Over the next two days, the opposing naval forces jostled with one
another in close-proximity maneuvers off the islands, before a firefight
erupted as the South Vietnamese troops attempted to recapture Duncan
Island. The skirmish subsequently escalated with overwhelming Chinese
reinforcements deployed to the clash zone, including close air support
staged from nearby Hainan Island and missile-armed Hainan-class
patrol vessels. Shorn of American naval support, given that the U.S.
Navy Seventh Fleet was then scaling down its presence in the South China
Sea following the peace accords of 1973, the RVN was utterly defeated.
Beijing swiftly exploited the naval victory with an amphibious landing
in force to complete its control of all the Paracel Islands.
The Battle of the Paracel Islands has since gone down history as the
first Sino-Vietnamese naval skirmish in the quest for control over the
South China Sea isles. The Sino-Vietnamese naval skirmish in the nearby
Spratly Islands in 1988 was the second and final such instance. Since
then, tensions have eased.
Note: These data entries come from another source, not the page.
//! Error types and result handling for relay operations.
//!
//! Defines the small taxonomy the HTTP surface maps onto fixed responses.
//! Every variant carries internal detail for server-side logging, while
//! callers only ever see the fixed public message for that variant.

use thiserror::Error;

use crate::models::UserId;

/// Result type alias using `RelayError`.
pub type Result<T> = std::result::Result<T, RelayError>;

/// Relay error taxonomy.
///
/// All failures are terminal for the request. There are no retries or
/// partial-success states; callers re-submit if they want another attempt.
#[derive(Debug, Error)]
pub enum RelayError {
    /// The configured webhook destination is missing or not a well-formed
    /// URL. Raised before any network attempt is made.
    #[error("invalid webhook destination: {reason}")]
    InvalidDestination {
        /// Internal detail describing what was wrong with the destination.
        reason: String,
    },

    /// The outbound delivery attempt was made and reported failure.
    #[error("delivery failed: {reason}")]
    DeliveryFailed {
        /// Internal detail from the forwarding collaborator.
        reason: String,
    },

    /// No data is associated with the requested user id.
    #[error("user {id} not found")]
    UserNotFound {
        /// The id that missed.
        id: UserId,
    },
}

impl RelayError {
    /// Creates an invalid-destination error from internal detail.
    pub fn invalid_destination(reason: impl Into<String>) -> Self {
        Self::InvalidDestination { reason: reason.into() }
    }

    /// Creates a delivery-failed error from internal detail.
    pub fn delivery_failed(reason: impl Into<String>) -> Self {
        Self::DeliveryFailed { reason: reason.into() }
    }

    /// Creates a user-not-found error.
    pub fn user_not_found(id: UserId) -> Self {
        Self::UserNotFound { id }
    }

    /// HTTP status code this error maps to.
    pub const fn status_code(&self) -> u16 {
        match self {
            Self::InvalidDestination { .. } | Self::DeliveryFailed { .. } => 500,
            Self::UserNotFound { .. } => 404,
        }
    }

    /// Fixed message returned to callers.
    ///
    /// Internal detail stays in the server logs; the response body never
    /// varies for a given variant.
    pub const fn public_message(&self) -> &'static str {
        match self {
            Self::InvalidDestination { .. } => "Invalid Zapier webhook URL",
            Self::DeliveryFailed { .. } => "Error posting data",
            Self::UserNotFound { .. } => "User not found",
        }
    }
}
//! Hookrelay HTTP API.
//!
//! Exposes the three relay operations (create user, submit user data,
//! fetch user data) plus health probes, backed by the shared store and the
//! outbound forwarding collaborator.

#![forbid(unsafe_code)]
#![warn(missing_docs)]

pub mod config;
pub mod handlers;
pub mod server;

use std::sync::Arc;

use hookrelay_core::store::RelayStore;
use hookrelay_delivery::client::Forwarder;

pub use config::Config;
pub use server::{create_router, start_server};

/// Shared application state handed to every request handler.
///
/// Built once at startup. The store and forwarder are trait objects so
/// tests can substitute doubles for either collaborator.
#[derive(Clone)]
pub struct AppState {
    /// Store holding user records and payloads for the process lifetime.
    pub store: Arc<dyn RelayStore>,
    /// Outbound forwarding collaborator.
    pub forwarder: Arc<dyn Forwarder>,
    /// Service configuration. The webhook destination is read from here on
    /// every submit request, not cached.
    pub config: Arc<Config>,
}

impl AppState {
    /// Creates application state from its collaborators.
    pub fn new(
        store: Arc<dyn RelayStore>,
        forwarder: Arc<dyn Forwarder>,
        config: Config,
    ) -> Self {
        Self { store, forwarder, config: Arc::new(config) }
    }
}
There have been continued exchanges at the
ruling party level and between the countries’ militaries (including the
hosting of a PLA Navy South Sea Fleet delegation to a Vietnamese naval
base). Beijing and Hanoi have also recently inaugurated mutual
consultations on joint marine resource development in the South China
Sea.
However, the Battle of Paracel Islands in 1974 yields some useful and
enduring lessons for Hanoi and its ongoing naval modernization in the
South China Sea, particularly in the face of geopolitical developments.
Enduring Lesson #1: Diplomacy is the First Recourse… But Not the Sole Recourse
No international and regional treaties constitute perfect safeguards
against unilateral action, including threat or use of force. The
landmark Declaration on the Conduct of Parties in the South China Sea
inked in 2002 between China and the Southeast Asian claimants has not
been entirely successful. In fact, unilateral actions aimed at
subverting the status quo in the South China Sea by threat or use of
force has continued to dominate. Recent video footage revealed by
China’s CCTV in January 2014 showed a standoff between Chinese and
Vietnamese law enforcement ships off the Paracel Islands back in 2007.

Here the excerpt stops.